The analysis of water diffusion is performed by applying magnetic field gradients to generate an image that is sensitized to diffusion in a particular direction. A three-dimensional diffusion model (the tensor) is then estimated by repeating this process in multiple directions. In other words, the DTI technique involves the delivery of external magnetic pulses to impose a random phase shift for water molecules that diffuse.

This leads to a loss of signal from diffusing molecules, which subsequently creates darker volumetric pixels or voxels. For example, white matter fibers that are running parallel to the direction of the magnetic field gradient will produce a dark diffusion-weighted image for that particular direction. The diffusion tensor is then measured by comparing the signal loss with the original signal.
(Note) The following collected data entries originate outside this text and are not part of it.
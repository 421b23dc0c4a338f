use super::{fetch_text, parse_count, ScrapeError};
use crate::config::EcdcConfig;
use crate::health::HealthCheck;
use crate::html;
use crate::types::{RawRow, RawStat, Scope, TagKey};
use reqwest::Client;
use tracing::debug;

/// Continental case table published by the ECDC.
///
/// Columns are continent, country, cases and deaths; the last row holds the
/// world total and is skipped.
#[derive(Debug, Clone)]
pub struct EcdcSource {
    pub url: String,
    pub health: Vec<HealthCheck>,
}

impl EcdcSource {
    pub fn new(config: &EcdcConfig) -> Self {
        Self {
            url: config.url.clone(),
            health: config.health.clone(),
        }
    }

    pub async fn fetch_rows(&self, client: &Client) -> Result<Vec<RawRow>, ScrapeError> {
        let page = fetch_text(client, &self.url).await?;
        parse_table(&self.url, &page)
    }
}

pub fn parse_table(url: &str, page: &str) -> Result<Vec<RawRow>, ScrapeError> {
    let not_found = |what: &str| ScrapeError::StructureNotFound {
        url: url.to_string(),
        what: what.to_string(),
    };

    let table = html::slice_between_ci(page, "<table", "</table>").ok_or_else(|| not_found("table"))?;
    let body = html::slice_between_ci(table, "<tbody", "</tbody>").unwrap_or(table);
    let rows = html::inner_blocks_ci(body, "tr");
    let Some((_total, rows)) = rows.split_last() else {
        return Err(not_found("table rows"));
    };

    Ok(rows.iter().filter_map(|row| parse_row(row)).collect())
}

fn parse_row(row: &str) -> Option<RawRow> {
    let cells: Vec<String> = html::inner_blocks_ci(row, "td")
        .into_iter()
        .map(|cell| html::text_content(&html::without_blocks_ci(cell, "sup")))
        .collect();
    if cells.len() < 4 {
        debug!("Skipping ECDC row with {} cells", cells.len());
        return None;
    }

    let stat = RawStat::new(cells[1].as_str(), parse_count(&cells[2]), parse_count(&cells[3]))
        .with_dimension(TagKey::Continent, cells[0].as_str());
    Some(RawRow::Location {
        scope: Scope::World,
        stat,
    })
}

#[cfg(test)]
mod tests {
    use super::*;

    const PAGE: &str = r##"
        <html><body>
        <table class="table">
          <thead><tr><th>Continent</th><th>Country</th><th>Cases</th><th>Deaths</th></tr></thead>
          <tbody>
            <tr><td>Europe</td><td>Austria</td><td>1,018</td><td>3</td></tr>
            <tr><td>Europe</td><td><a href="#">United_Kingdom</a></td><td>2 626</td><td>104</td></tr>
            <tr><td>Asia</td><td>Nepal</td><td>1</td><td></td></tr>
            <tr><td colspan="2">Broken</td></tr>
            <tr><td></td><td>Total</td><td>214,894</td><td>8,732</td></tr>
          </tbody>
        </table>
        </body></html>"##;

    fn stats(rows: Vec<RawRow>) -> Vec<RawStat> {
        rows.into_iter()
            .map(|row| match row {
                RawRow::Location { scope: Scope::World, stat } => stat,
                other => panic!("unexpected row {:?}", other),
            })
            .collect()
    }

    #[test]
    fn parses_rows_and_skips_total() {
        let stats = stats(parse_table("http://ecdc", PAGE).unwrap());
        assert_eq!(stats.len(), 3);

        assert_eq!(
            stats[0],
            RawStat::new("Austria", 1018, 3).with_dimension(TagKey::Continent, "Europe")
        );
        assert_eq!(stats[1].location, "United_Kingdom");
        assert_eq!(stats[1].infected, 2626);
        assert_eq!(stats[1].deaths, 104);
        assert_eq!(stats[2].deaths, 0);
    }

    #[test]
    fn footnote_markers_do_not_leak_into_counts() {
        let page = "<table><tr><td>Europe</td><td>Italy<sup>1</sup></td>\
                    <td>1<sup>2</sup></td><td>35<SUP>*</SUP></td></tr>\
                    <tr><td></td><td>Total</td><td>1</td><td>35</td></tr></table>";
        let stats = stats(parse_table("http://ecdc", page).unwrap());
        assert_eq!(
            stats,
            [RawStat::new("Italy", 1, 35).with_dimension(TagKey::Continent, "Europe")]
        );
    }

    #[test]
    fn missing_table_is_schema_drift() {
        let err = parse_table("http://ecdc", "<html><p>maintenance</p></html>").unwrap_err();
        assert!(err.is_schema_drift());
        assert!(err.to_string().contains("table"));
    }

    #[test]
    fn empty_table_is_schema_drift() {
        let err = parse_table("http://ecdc", "<table><tbody></tbody></table>").unwrap_err();
        assert!(matches!(err, ScrapeError::StructureNotFound { .. }));
    }
}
Two main parameters that are calculated from the tensor to define the nerve cell orientation are fractional anisotropy (FA) and mean diffusivity (MD). FA defines the degree of diffusion directionality, and MD provides the information on the average diffusivity of water.

Representation of DT Images

The information obtained from the tensor is either condensed into one number (scalar) or 4 numbers. Condensation into 4 numbers is performed to display the image with an R (red), G (green), B (blue) color and a brightness value.

Applications

Neurophysiology

DTI is a very powerful technique for investigating important aspects of basic neurophysiology as well as pathophysiological consequences associated with disorders of the central nervous system. One major advantage is that information on the orientation of nerve fiber tracts can be easily obtained through this technique.

Brain Anatomy

In addition, the spatial distribution of complex brain network can also be investigated by measuring the microscopic length scale of water diffusion. As DTI provides additional information regarding the brain anatomy over conventional MRI, it is regarded as a more sensitive tool to investigate normal brain development as well as congenital brain development disorders.   

Neuropathology

Since diffusion anisotropy is significantly related to the axon myelination status, measurement of this parameter using DTI can also provide substantial insight into neuropathological conditions related to demyelination, such multiple sclerosis.          

Limitations

DTI provides a thorough anatomical overview of the white matter in terms of diffusion anisotropy and fiber orientation. However, some limitations do exist related to the interpretation of the data obtained. For instance, the three-dimensional diffusion model of DTI can characterize only one fiber in a volumetric pixel; thus, a visual representation of data obtained from a region of crossing fibers can be confusing.

In other words, DTI can generate false positive or negative data in the case of brain regions that contain multiple fiber bundles oriented in different directions. Another limitation is that, since DTI is based on the diffusion of water molecules, it is not possible to differentiate axon directionalities through this technique.